Your task >> From the entries, copy each line that includes "ExtrusionStats".

The records >>

* * * * * * *

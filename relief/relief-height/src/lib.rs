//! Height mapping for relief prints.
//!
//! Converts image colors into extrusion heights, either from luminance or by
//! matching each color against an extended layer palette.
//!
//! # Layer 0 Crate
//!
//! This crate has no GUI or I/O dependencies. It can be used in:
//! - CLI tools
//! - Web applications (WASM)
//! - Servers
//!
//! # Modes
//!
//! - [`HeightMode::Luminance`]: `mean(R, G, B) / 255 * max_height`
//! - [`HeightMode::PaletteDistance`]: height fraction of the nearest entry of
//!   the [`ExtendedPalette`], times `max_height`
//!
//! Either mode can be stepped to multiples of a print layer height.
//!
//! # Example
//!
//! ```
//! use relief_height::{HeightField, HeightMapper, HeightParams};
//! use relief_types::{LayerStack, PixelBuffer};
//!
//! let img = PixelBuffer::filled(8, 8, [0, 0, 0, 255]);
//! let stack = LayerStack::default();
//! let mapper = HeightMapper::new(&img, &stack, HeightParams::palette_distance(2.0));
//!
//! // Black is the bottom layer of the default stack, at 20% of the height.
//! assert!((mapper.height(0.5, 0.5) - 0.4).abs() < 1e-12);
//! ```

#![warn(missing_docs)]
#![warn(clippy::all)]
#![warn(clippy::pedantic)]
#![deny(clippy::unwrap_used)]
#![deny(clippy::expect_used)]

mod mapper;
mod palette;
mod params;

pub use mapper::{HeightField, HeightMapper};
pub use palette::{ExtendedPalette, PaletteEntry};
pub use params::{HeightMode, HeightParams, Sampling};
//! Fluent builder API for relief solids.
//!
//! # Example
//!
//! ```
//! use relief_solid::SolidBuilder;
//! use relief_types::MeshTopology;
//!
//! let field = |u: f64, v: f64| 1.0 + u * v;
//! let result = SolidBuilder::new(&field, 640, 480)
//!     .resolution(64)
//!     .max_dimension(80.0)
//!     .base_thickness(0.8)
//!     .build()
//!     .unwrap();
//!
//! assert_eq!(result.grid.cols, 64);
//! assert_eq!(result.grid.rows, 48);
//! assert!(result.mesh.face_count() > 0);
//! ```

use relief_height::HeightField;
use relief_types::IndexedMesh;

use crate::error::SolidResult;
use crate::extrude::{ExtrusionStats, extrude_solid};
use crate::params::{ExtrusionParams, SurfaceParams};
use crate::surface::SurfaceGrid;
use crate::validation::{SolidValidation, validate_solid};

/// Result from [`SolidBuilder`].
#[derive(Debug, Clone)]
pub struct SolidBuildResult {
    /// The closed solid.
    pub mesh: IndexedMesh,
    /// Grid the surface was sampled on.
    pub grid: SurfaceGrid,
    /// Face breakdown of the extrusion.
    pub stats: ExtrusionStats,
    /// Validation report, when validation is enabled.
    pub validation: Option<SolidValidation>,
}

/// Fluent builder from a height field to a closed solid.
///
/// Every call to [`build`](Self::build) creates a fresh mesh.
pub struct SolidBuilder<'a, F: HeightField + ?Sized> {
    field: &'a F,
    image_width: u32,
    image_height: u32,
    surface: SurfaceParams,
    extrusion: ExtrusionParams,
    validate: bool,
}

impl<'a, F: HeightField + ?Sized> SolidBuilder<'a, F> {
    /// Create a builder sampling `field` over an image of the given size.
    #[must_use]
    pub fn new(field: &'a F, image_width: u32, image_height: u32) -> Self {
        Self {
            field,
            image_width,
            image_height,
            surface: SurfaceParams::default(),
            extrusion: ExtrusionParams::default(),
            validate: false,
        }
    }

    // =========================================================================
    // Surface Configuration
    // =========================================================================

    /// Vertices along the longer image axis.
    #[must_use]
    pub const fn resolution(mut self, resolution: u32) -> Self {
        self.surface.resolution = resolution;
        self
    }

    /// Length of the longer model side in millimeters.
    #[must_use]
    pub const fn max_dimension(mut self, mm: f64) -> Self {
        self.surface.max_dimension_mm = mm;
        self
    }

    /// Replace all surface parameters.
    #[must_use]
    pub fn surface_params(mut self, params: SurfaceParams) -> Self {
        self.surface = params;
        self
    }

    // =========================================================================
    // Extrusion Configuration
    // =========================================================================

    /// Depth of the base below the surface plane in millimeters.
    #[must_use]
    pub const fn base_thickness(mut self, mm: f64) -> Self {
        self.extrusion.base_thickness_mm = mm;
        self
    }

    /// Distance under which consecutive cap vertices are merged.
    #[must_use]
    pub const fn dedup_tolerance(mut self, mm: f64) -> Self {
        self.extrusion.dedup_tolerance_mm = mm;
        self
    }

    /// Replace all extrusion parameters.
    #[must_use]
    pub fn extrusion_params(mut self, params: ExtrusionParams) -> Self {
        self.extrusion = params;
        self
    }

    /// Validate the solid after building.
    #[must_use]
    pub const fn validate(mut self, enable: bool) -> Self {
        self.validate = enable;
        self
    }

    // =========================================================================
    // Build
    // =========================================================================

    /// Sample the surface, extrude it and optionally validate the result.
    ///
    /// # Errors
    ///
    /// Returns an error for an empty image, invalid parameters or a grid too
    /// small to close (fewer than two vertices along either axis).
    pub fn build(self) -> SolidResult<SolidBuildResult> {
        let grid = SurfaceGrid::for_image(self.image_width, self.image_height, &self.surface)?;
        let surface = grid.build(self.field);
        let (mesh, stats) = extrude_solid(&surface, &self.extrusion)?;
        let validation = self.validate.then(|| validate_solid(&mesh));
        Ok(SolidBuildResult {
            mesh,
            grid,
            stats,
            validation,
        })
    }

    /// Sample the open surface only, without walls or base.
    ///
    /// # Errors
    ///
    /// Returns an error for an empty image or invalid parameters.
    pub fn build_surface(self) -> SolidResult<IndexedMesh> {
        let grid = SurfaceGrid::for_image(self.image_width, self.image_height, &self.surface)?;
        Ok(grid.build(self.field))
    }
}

* * * * * * *

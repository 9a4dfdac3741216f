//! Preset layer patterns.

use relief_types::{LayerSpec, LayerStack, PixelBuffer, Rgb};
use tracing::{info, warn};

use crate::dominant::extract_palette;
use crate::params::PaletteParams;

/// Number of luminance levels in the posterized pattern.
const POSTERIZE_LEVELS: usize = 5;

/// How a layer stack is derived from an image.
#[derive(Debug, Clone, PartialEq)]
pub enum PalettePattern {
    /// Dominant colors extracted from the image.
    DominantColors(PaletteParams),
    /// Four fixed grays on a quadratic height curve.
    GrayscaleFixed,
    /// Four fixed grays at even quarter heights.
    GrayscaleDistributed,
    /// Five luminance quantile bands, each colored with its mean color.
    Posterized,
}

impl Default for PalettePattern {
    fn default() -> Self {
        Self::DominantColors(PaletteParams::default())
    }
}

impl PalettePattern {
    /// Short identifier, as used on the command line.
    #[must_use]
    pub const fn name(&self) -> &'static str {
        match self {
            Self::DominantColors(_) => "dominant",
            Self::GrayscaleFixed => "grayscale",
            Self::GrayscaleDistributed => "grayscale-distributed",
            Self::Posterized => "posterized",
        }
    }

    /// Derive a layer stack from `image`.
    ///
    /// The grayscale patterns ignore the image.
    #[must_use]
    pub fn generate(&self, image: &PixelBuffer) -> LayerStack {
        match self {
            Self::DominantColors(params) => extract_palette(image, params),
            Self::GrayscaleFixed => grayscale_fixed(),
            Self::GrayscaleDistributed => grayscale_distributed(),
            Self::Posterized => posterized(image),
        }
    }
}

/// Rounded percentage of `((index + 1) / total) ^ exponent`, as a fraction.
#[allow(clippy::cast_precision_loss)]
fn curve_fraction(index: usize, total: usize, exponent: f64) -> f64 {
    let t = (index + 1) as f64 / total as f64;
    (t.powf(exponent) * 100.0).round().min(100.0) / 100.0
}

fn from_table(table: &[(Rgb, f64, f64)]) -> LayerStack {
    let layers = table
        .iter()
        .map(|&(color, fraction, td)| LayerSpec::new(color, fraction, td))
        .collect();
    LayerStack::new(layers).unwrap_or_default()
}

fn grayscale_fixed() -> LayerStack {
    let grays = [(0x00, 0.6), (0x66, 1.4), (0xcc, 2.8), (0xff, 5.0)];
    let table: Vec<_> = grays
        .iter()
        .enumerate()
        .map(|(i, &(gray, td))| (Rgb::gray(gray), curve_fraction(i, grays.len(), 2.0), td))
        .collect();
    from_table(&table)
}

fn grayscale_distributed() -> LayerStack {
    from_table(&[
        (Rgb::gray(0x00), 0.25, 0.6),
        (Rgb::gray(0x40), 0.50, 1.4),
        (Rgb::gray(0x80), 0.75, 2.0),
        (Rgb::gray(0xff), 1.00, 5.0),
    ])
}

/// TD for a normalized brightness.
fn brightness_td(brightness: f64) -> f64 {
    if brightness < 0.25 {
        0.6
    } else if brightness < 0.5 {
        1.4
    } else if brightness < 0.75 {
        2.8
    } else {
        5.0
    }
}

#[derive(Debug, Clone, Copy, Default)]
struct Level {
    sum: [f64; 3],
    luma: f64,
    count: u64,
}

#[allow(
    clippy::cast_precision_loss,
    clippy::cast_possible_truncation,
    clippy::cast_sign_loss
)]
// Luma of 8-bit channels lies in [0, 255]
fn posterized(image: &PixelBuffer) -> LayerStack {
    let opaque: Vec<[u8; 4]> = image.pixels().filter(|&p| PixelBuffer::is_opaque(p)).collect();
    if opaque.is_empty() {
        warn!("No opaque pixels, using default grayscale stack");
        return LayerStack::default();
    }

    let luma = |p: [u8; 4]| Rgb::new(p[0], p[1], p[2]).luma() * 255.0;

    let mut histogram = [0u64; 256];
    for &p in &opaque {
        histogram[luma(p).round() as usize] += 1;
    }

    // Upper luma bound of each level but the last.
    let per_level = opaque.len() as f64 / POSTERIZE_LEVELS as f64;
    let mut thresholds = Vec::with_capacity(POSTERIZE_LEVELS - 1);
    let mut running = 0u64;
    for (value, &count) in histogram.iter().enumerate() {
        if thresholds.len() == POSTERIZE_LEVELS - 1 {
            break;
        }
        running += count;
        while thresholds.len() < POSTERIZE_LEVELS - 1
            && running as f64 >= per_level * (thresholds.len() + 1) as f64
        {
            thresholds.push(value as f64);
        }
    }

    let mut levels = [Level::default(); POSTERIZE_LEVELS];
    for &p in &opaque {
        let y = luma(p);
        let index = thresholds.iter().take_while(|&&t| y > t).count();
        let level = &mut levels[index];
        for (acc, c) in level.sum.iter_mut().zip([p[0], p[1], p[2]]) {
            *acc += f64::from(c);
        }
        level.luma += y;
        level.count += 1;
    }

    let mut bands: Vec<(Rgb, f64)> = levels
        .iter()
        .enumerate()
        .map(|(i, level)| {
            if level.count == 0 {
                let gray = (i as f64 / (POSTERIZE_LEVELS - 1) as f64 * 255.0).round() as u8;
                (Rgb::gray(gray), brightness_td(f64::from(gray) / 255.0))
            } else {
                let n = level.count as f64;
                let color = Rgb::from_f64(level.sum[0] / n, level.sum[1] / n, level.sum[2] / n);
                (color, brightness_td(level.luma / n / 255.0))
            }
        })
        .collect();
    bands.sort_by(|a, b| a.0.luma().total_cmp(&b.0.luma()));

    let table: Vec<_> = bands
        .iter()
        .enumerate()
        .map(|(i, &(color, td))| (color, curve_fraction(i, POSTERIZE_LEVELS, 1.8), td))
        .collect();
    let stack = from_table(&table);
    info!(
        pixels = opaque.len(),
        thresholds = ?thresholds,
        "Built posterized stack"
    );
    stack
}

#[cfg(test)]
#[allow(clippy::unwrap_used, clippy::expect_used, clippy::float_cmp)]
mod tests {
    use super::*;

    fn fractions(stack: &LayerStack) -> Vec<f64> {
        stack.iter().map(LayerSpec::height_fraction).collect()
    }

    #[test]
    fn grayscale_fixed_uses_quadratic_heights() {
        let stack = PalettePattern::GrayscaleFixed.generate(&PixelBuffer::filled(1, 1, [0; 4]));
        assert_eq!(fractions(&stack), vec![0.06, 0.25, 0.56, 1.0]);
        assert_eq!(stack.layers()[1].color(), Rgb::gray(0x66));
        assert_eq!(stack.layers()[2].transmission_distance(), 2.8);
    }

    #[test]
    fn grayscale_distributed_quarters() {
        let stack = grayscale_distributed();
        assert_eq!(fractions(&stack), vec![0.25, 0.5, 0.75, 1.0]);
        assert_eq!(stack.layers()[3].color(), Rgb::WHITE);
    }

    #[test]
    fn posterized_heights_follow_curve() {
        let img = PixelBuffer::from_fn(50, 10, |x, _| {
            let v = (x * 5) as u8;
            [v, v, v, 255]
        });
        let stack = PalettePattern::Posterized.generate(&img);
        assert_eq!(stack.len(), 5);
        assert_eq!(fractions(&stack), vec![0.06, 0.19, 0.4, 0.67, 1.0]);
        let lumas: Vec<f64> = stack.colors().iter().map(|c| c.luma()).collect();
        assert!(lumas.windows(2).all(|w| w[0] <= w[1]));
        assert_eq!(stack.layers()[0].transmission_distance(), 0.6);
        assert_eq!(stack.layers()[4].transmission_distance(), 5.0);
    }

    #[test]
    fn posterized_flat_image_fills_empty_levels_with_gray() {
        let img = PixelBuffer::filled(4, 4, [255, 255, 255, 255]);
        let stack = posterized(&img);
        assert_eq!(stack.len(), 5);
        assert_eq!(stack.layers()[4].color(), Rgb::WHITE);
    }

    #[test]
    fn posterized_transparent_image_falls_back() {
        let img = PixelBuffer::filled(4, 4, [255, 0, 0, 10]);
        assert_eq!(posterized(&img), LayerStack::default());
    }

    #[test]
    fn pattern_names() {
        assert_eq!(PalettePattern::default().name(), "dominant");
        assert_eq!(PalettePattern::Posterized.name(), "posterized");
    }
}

* * * * * * *

Response to the exercise >>
use crate::extrude::{ExtrusionStats, extrude_solid};
    pub stats: ExtrusionStats,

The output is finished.